Collaborative piece written by:

artmejournalist Jad Dahshan (painting and drawing selection)

Editor in Chief Sama Shahrouri (sculpture selection)

Beware, dear reader, of the horrific listicle ahead. From visions of vengeance most vile to reverent reminders of the rot and decay of flesh, we present to you a selection of artworks both sculptural and 2-dimensional on the occasion of this Halloween. Read on, if you dare, to learn about the horrors which have inspired artists throughout history and all over the world. Whether it’s the bloodthirsty ghost of an ex-lover or the ever-looming menace of cannibalism, there is likely to be something on this list to send chills up your spine, so tread carefully, and happy Halloween!

Figure with Meat by Francis Bacon:

Figure with Meat, Francis Bacon, Oil on Canvas, 129.9 cm × 121.9 cm, 1954, Chicago.
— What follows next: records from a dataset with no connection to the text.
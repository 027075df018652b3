//! Version-tracked database migrations for the libSQL backend.
//!
//! Each migration has a version number and SQL. `run_migrations()` checks
//! the current version and applies only the new ones sequentially.

use libsql::Connection;

use crate::error::StorageError;

/// A single migration step.
struct Migration {
    version: i64,
    name: &'static str,
    sql: &'static str,
}

/// All migrations in order. Add new versions to the end.
static MIGRATIONS: &[Migration] = &[Migration {
    version: 1,
    name: "initial_schema",
    sql: r#"
        CREATE TABLE IF NOT EXISTS profiles (
            user_id TEXT PRIMARY KEY,
            native_language TEXT,
            industry_id TEXT,
            selected_role_id TEXT,
            partners TEXT NOT NULL DEFAULT '[]',
            completed_at TEXT,
            version INTEGER NOT NULL DEFAULT 0,
            created_at TEXT NOT NULL,
            updated_at TEXT NOT NULL
        );

        CREATE TABLE IF NOT EXISTS industries (
            id TEXT PRIMARY KEY,
            name TEXT NOT NULL UNIQUE
        );

        CREATE TABLE IF NOT EXISTS roles (
            id TEXT PRIMARY KEY,
            title TEXT NOT NULL,
            description TEXT NOT NULL,
            industry_id TEXT NOT NULL REFERENCES industries(id),
            embedding TEXT,
            created_by TEXT,
            created_at TEXT NOT NULL
        );
        CREATE INDEX IF NOT EXISTS idx_roles_industry ON roles(industry_id);
        CREATE INDEX IF NOT EXISTS idx_roles_created_by ON roles(created_by);

        CREATE TABLE IF NOT EXISTS partners (
            id TEXT PRIMARY KEY,
            name TEXT NOT NULL UNIQUE,
            active INTEGER NOT NULL DEFAULT 1
        );
        CREATE INDEX IF NOT EXISTS idx_partners_active ON partners(active);
    "#,
}];

/// Run all pending migrations against the given connection.
///
/// Creates the `_migrations` table if it doesn't exist.
pub async fn run_migrations(conn: &Connection) -> Result<(), StorageError> {
    conn.execute(
        "CREATE TABLE IF NOT EXISTS _migrations (
            version INTEGER PRIMARY KEY,
            name TEXT NOT NULL,
            applied_at TEXT NOT NULL DEFAULT (datetime('now'))
        )",
        (),
    )
    .await
    .map_err(|e| StorageError::Migration(format!("Failed to create _migrations table: {e}")))?;

    let current_version = get_current_version(conn).await?;

    for migration in MIGRATIONS {
        if migration.version > current_version {
            tracing::info!(
                version = migration.version,
                name = migration.name,
                "Applying migration"
            );
            conn.execute_batch(migration.sql).await.map_err(|e| {
                StorageError::Migration(format!(
                    "Migration V{} ({}) failed: {e}",
                    migration.version, migration.name
                ))
            })?;
            seed_version(conn, migration.version, migration.name).await?;
        }
    }

    Ok(())
}

/// Get the highest applied migration version, or 0 if none.
async fn get_current_version(conn: &Connection) -> Result<i64, StorageError> {
    let mut rows = conn
        .query("SELECT COALESCE(MAX(version), 0) FROM _migrations", ())
        .await
        .map_err(|e| StorageError::Migration(format!("Failed to query migration version: {e}")))?;

    let row = rows
        .next()
        .await
        .map_err(|e| StorageError::Migration(format!("Failed to read migration version: {e}")))?;

    match row {
        Some(row) => {
            let version: i64 = row.get(0).map_err(|e| {
                StorageError::Migration(format!("Failed to parse migration version: {e}"))
            })?;
            Ok(version)
        }
        None => Ok(0),
    }
}

/// Record a migration version as applied.
async fn seed_version(conn: &Connection, version: i64, name: &str) -> Result<(), StorageError> {
    conn.execute(
        "INSERT OR IGNORE INTO _migrations (version, name) VALUES (?1, ?2)",
        libsql::params![version, name.to_string()],
    )
    .await
    .map_err(|e| StorageError::Migration(format!("Failed to record migration V{version}: {e}")))?;
    Ok(())
}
Hailed as a 20th pioneer painter, Francis Bacon’s oeuvre could easily have dominated most of this list, comprising petrifyingly unrestrained and dismal depictions of the human condition. The 1950’s saw Bacon draw inspiration from baroque painter Diego Velazquez’s Portrait of Pope Innocent X. Bacon takes Velazquez’s elegant, authoritative, and dignified head of the church and releases dark, chaotic energies from within the canvas, borrowing from the grueling imagery of Rembrandt’s Slaughtered Ox to add an extra dimension of anguish and gore to his artwork.

Portrait of Pope Innocent X, Diego Velazquez, Oil on Canvas, 141 cm × 119 cm, 1650, Rome. and Slaughtered Ox, Rembrandt van Rijn, Oil on Panel. 95.5 x 68.8 cm, 1655, Paris.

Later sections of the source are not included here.